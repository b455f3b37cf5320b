use std::cell::RefCell;
use std::rc::Rc;
use std::time::{Duration, Instant};

use crate::classifier::{Classification, SubKind};
use crate::history::Attempt;
use crate::session::{OutcomeEvent, OutcomeSubscriber};
use crate::stats::StatsSnapshot;
use crate::util::round_ms;

/// How long a result stays highlighted
pub const HIGHLIGHT_DURATION: Duration = Duration::from_millis(2000);
/// Minimum gap between two miss bells
pub const BELL_COOLDOWN: Duration = Duration::from_millis(100);

/// Text shown for a finished attempt.
pub fn result_message(attempt: &Attempt) -> String {
    let ms = round_ms(attempt.duration);
    match attempt.sub_kind {
        SubKind::None => format!("PERFECT COMBO! {ms} ms"),
        SubKind::CloseFast => format!("CLOSE - A BIT FAST: {ms} ms"),
        SubKind::CloseSlow => format!("CLOSE - A BIT SLOW: {ms} ms"),
        SubKind::TooFast => format!("TOO FAST: {ms} ms"),
        SubKind::TooSlow => format!("TOO SLOW: {ms} ms"),
    }
}

#[derive(Debug, Clone, PartialEq)]
pub struct Banner {
    pub text: String,
    pub classification: Classification,
    pub shown_at: Instant,
}

/// Presentation state driven by outcome events.
///
/// Timestamps come from the host through [`Feedback::advance`], so the
/// highlight and flash windows run on the same clock as the frame that
/// draws them.
#[derive(Debug)]
pub struct Feedback {
    pub sound_effects: bool,
    pub flash_effects: bool,
    banner: Option<Banner>,
    pending_bell: Option<Classification>,
    last_miss_bell: Option<Instant>,
    now: Instant,
}

impl Feedback {
    pub fn new(sound_effects: bool, flash_effects: bool) -> Self {
        Self {
            sound_effects,
            flash_effects,
            banner: None,
            pending_bell: None,
            last_miss_bell: None,
            now: Instant::now(),
        }
    }

    /// Moves the presentation clock; outcomes are stamped with the latest value
    pub fn advance(&mut self, now: Instant) {
        self.now = now;
    }

    pub fn shared(sound_effects: bool, flash_effects: bool) -> Rc<RefCell<Self>> {
        Rc::new(RefCell::new(Self::new(sound_effects, flash_effects)))
    }

    pub fn banner(&self) -> Option<&Banner> {
        self.banner.as_ref()
    }

    pub fn record(&mut self, attempt: &Attempt, now: Instant) {
        self.banner = Some(Banner {
            text: result_message(attempt),
            classification: attempt.classification,
            shown_at: now,
        });
        if self.sound_effects {
            self.pending_bell = Some(attempt.classification);
        }
    }

    /// Whether the latest result is still inside its highlight window
    pub fn is_highlighted(&self, now: Instant) -> bool {
        self.banner
            .as_ref()
            .is_some_and(|b| now.saturating_duration_since(b.shown_at) < HIGHLIGHT_DURATION)
    }

    /// Whether a perfect result should currently flash the frame
    pub fn is_flashing(&self, now: Instant) -> bool {
        self.flash_effects
            && self.is_highlighted(now)
            && self
                .banner
                .as_ref()
                .is_some_and(|b| b.classification == Classification::Perfect)
    }

    /// Consumes a pending bell.
    ///
    /// A perfect hold always rings; close and failed holds are rate limited
    /// by [`BELL_COOLDOWN`].
    pub fn take_bell(&mut self, now: Instant) -> bool {
        let Some(classification) = self.pending_bell.take() else {
            return false;
        };
        if !self.sound_effects {
            return false;
        }
        if classification == Classification::Perfect {
            return true;
        }
        if self
            .last_miss_bell
            .is_some_and(|last| now.saturating_duration_since(last) < BELL_COOLDOWN)
        {
            return false;
        }
        self.last_miss_bell = Some(now);
        true
    }

    pub fn reset(&mut self) {
        self.banner = None;
        self.pending_bell = None;
    }
}

impl OutcomeSubscriber for Rc<RefCell<Feedback>> {
    fn on_outcome(&mut self, event: &OutcomeEvent) {
        let mut feedback = self.borrow_mut();
        let now = feedback.now;
        feedback.record(&event.attempt, now);
    }

    fn on_clear(&mut self, _stats: &StatsSnapshot) {
        self.borrow_mut().reset();
    }
}
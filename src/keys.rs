use std::fmt;
use std::str::FromStr;

use crossterm::event::{KeyCode, KeyEvent, KeyEventState};

use crate::error::HoldError;

const NAMED_CODES: &[&str] = &[
    "Space",
    "Enter",
    "NumpadEnter",
    "Tab",
    "Backspace",
    "Insert",
    "Home",
    "End",
    "PageUp",
    "PageDown",
    "ArrowUp",
    "ArrowDown",
    "ArrowLeft",
    "ArrowRight",
];

/// Function keys kept for the app's own controls (rebind and the toggles)
pub const RESERVED_CODES: &[&str] = &["F2", "F3", "F4", "F5"];

/// A validated physical key code such as `Numpad5`, `Space` or `KeyM`.
#[derive(Debug, Clone, PartialEq, Eq, Hash)]
pub struct KeyBinding(String);

impl KeyBinding {
    pub fn code(&self) -> &str {
        &self.0
    }

    pub fn matches(&self, code: &str) -> bool {
        self.0 == code
    }

    /// Short label shown to the player
    pub fn friendly_name(&self) -> String {
        match self.0.as_str() {
            "Numpad5" => "Num5".to_string(),
            "NumpadEnter" => "Num Enter".to_string(),
            code => code.replace("Key", "").replace("Digit", ""),
        }
    }
}

impl FromStr for KeyBinding {
    type Err = HoldError;

    fn from_str(code: &str) -> Result<Self, Self::Err> {
        if is_known_code(code) {
            Ok(Self(code.to_string()))
        } else {
            Err(HoldError::InvalidBinding(code.to_string()))
        }
    }
}

impl fmt::Display for KeyBinding {
    fn fmt(&self, f: &mut fmt::Formatter<'_>) -> fmt::Result {
        f.write_str(&self.0)
    }
}

fn is_known_code(code: &str) -> bool {
    if RESERVED_CODES.contains(&code) {
        return false;
    }
    if NAMED_CODES.contains(&code) {
        return true;
    }
    let single = |rest: &str, pred: fn(char) -> bool| {
        let mut chars = rest.chars();
        matches!((chars.next(), chars.next()), (Some(c), None) if pred(c))
    };
    if let Some(rest) = code.strip_prefix("Key") {
        return single(rest, |c| c.is_ascii_uppercase());
    }
    if let Some(rest) = code.strip_prefix("Digit") {
        return single(rest, |c| c.is_ascii_digit());
    }
    if let Some(rest) = code.strip_prefix("Numpad") {
        return single(rest, |c| c.is_ascii_digit());
    }
    if let Some(rest) = code.strip_prefix('F') {
        return matches!(rest.parse::<u8>(), Ok(1..=12));
    }
    false
}

/// Maps a terminal key event to the physical code it stands for.
///
/// Keypad digits are only told apart from the top row when the terminal
/// reports `KeyEventState::KEYPAD`.
pub fn code_for(event: &KeyEvent) -> Option<String> {
    let keypad = event.state.contains(KeyEventState::KEYPAD);
    let code = match event.code {
        KeyCode::Char(' ') => "Space".to_string(),
        KeyCode::Char(c) if c.is_ascii_alphabetic() => format!("Key{}", c.to_ascii_uppercase()),
        KeyCode::Char(c) if c.is_ascii_digit() && keypad => format!("Numpad{c}"),
        KeyCode::Char(c) if c.is_ascii_digit() => format!("Digit{c}"),
        KeyCode::KeypadBegin => "Numpad5".to_string(),
        KeyCode::Enter if keypad => "NumpadEnter".to_string(),
        KeyCode::Enter => "Enter".to_string(),
        KeyCode::Tab => "Tab".to_string(),
        KeyCode::Backspace => "Backspace".to_string(),
        KeyCode::Insert => "Insert".to_string(),
        KeyCode::Home => "Home".to_string(),
        KeyCode::End => "End".to_string(),
        KeyCode::PageUp => "PageUp".to_string(),
        KeyCode::PageDown => "PageDown".to_string(),
        KeyCode::Up => "ArrowUp".to_string(),
        KeyCode::Down => "ArrowDown".to_string(),
        KeyCode::Left => "ArrowLeft".to_string(),
        KeyCode::Right => "ArrowRight".to_string(),
        KeyCode::F(n @ 1..=12) => format!("F{n}"),
        _ => return None,
    };
    Some(code)
}
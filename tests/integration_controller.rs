use assert_matches::assert_matches;
use sweetspot::config::Settings;
use sweetspot::{
    classify, Classification, HoldError, KeyResponse, OutcomeEvent, SessionController, SubKind,
    HISTORY_CAPACITY,
};

fn hold(controller: &mut SessionController, start: f64, duration: f64) -> OutcomeEvent {
    controller.on_key_down("Numpad5", start).unwrap();
    match controller.on_key_up("Numpad5", start + duration) {
        Ok(KeyResponse::Recorded(event)) => event,
        other => panic!("expected a recorded attempt, got {other:?}"),
    }
}

#[test]
fn classification_bands_sampled_finely() {
    let mut d = 0.0;
    while d <= 1_000.0 {
        let (class, sub) = classify(d);
        if (500.0..=550.0).contains(&d) {
            assert_eq!((class, sub), (Classification::Perfect, SubKind::None), "{d}");
        } else if (480.0..500.0).contains(&d) {
            assert_eq!((class, sub), (Classification::Close, SubKind::CloseFast), "{d}");
        } else if d > 550.0 && d <= 570.0 {
            assert_eq!((class, sub), (Classification::Close, SubKind::CloseSlow), "{d}");
        } else if d < 480.0 {
            assert_eq!((class, sub), (Classification::Fail, SubKind::TooFast), "{d}");
        } else {
            assert_eq!((class, sub), (Classification::Fail, SubKind::TooSlow), "{d}");
        }
        d += 0.25;
    }
}

#[test]
fn perfect_hold_end_to_end() {
    let mut controller = SessionController::new(Settings::default());
    let event = hold(&mut controller, 0.0, 520.0);

    assert_eq!(event.attempt.duration, 520.0);
    assert_eq!(event.attempt.classification, Classification::Perfect);
    assert_eq!(event.stats.total_attempts, 1);
    assert_eq!(event.stats.successful_attempts, 1);
    assert_eq!(event.stats.current_streak, 1);
    assert_eq!(event.stats.best_streak, 1);
    assert!(event.attempt.timestamp > 0);
}

#[test]
fn close_hold_end_to_end() {
    let mut controller = SessionController::new(Settings::default());
    hold(&mut controller, 0.0, 520.0);
    let event = hold(&mut controller, 1_000.0, 490.0);

    assert_eq!(event.attempt.duration, 490.0);
    assert_eq!(event.attempt.classification, Classification::Close);
    assert_eq!(event.attempt.sub_kind, SubKind::CloseFast);
    assert_eq!(event.stats.current_streak, 0);
}

#[test]
fn success_rate_and_streaks() {
    let mut controller = SessionController::new(Settings::default());
    let durations = [520.0, 505.0, 300.0, 549.0];
    let mut last = None;
    for (i, d) in durations.iter().enumerate() {
        last = Some(hold(&mut controller, i as f64 * 2_000.0, *d));
    }
    let stats = last.unwrap().stats;
    assert_eq!(stats.current_streak, 1);
    assert_eq!(stats.best_streak, 2);
    assert_eq!(stats.success_rate, 75);

    let mut controller = SessionController::new(Settings::default());
    for (i, d) in [520.0, 530.0, 100.0].iter().enumerate() {
        hold(&mut controller, i as f64 * 2_000.0, *d);
    }
    assert_eq!(controller.statistics().success_rate, 67);
}

#[test]
fn ledger_keeps_latest_ten() {
    let mut controller = SessionController::new(Settings::default());
    for i in 0..11 {
        hold(&mut controller, i as f64 * 2_000.0, 300.0 + i as f64);
    }
    let history = controller.history().snapshot();
    assert_eq!(history.len(), HISTORY_CAPACITY);
    assert!(history.iter().all(|a| a.duration != 300.0));
    assert_eq!(history.last().map(|a| a.duration), Some(310.0));
    assert_eq!(controller.statistics().total_attempts, 11);
}

#[test]
fn clear_is_all_or_nothing() {
    let mut controller = SessionController::new(Settings::default());
    hold(&mut controller, 0.0, 520.0);
    hold(&mut controller, 2_000.0, 525.0);

    controller.clear();
    let stats = controller.statistics();
    assert_eq!(stats.total_attempts, 0);
    assert_eq!(stats.successful_attempts, 0);
    assert_eq!(stats.current_streak, 0);
    assert_eq!(stats.best_streak, 0);
    assert!(controller.history().is_empty());
}

#[test]
fn release_without_press_changes_nothing() {
    let mut controller = SessionController::new(Settings::default());
    assert_matches!(controller.on_key_up("Numpad5", 10.0), Err(HoldError::NotActive));
    assert!(controller.history().is_empty());
    assert_eq!(controller.statistics().total_attempts, 0);
}

#[test]
fn backwards_clock_is_reported_not_recorded() {
    let mut controller = SessionController::new(Settings::default());
    controller.on_key_down("Numpad5", 5_000.0).unwrap();
    assert_matches!(
        controller.on_key_up("Numpad5", 4_000.0),
        Err(HoldError::NonMonotonicClock { started_at, now }) if started_at == 5_000.0 && now == 4_000.0
    );
    assert!(controller.history().is_empty());

    // the controller is usable again straight away
    let event = hold(&mut controller, 6_000.0, 540.0);
    assert_eq!(event.stats.total_attempts, 1);
}
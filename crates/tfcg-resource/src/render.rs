use std::sync::LazyLock;

use minijinja::Environment;

use crate::error::GeneratorError;

pub const CUSTOM_TYPE_VALUE_TEMPLATE: &str = "custom_type_value.go.j2";
pub const TO_FROM_TEMPLATE: &str = "to_from.go.j2";
pub const RESOURCE_TEMPLATE: &str = "resource.go.j2";

/// Build the template environment holding every Go template of this crate.
pub fn environment() -> Result<Environment<'static>, minijinja::Error> {
    let mut env = Environment::new();
    env.set_trim_blocks(true);
    env.set_lstrip_blocks(true);
    env.add_template(
        CUSTOM_TYPE_VALUE_TEMPLATE,
        include_str!("../templates/custom_type_value.go.j2"),
    )?;
    env.add_template(TO_FROM_TEMPLATE, include_str!("../templates/to_from.go.j2"))?;
    env.add_template(RESOURCE_TEMPLATE, include_str!("../templates/resource.go.j2"))?;
    Ok(env)
}

static ENVIRONMENT: LazyLock<Result<Environment<'static>, minijinja::Error>> =
    LazyLock::new(environment);

/// Render one template with the given context. Templates are parsed once per process.
pub fn render(template: &str, ctx: minijinja::Value) -> Result<String, GeneratorError> {
    let env = ENVIRONMENT
        .as_ref()
        .map_err(|err| minijinja::Error::new(err.kind(), err.to_string()))?;
    let tmpl = env.get_template(template)?;
    Ok(tmpl.render(ctx)?)
}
================================
What to produce = Look over the material above and show each line where "KeyResponse" appears.

Written response =
    classify, Classification, HoldError, KeyResponse, OutcomeEvent, SessionController, SubKind,
        Ok(KeyResponse::Recorded(event)) => event,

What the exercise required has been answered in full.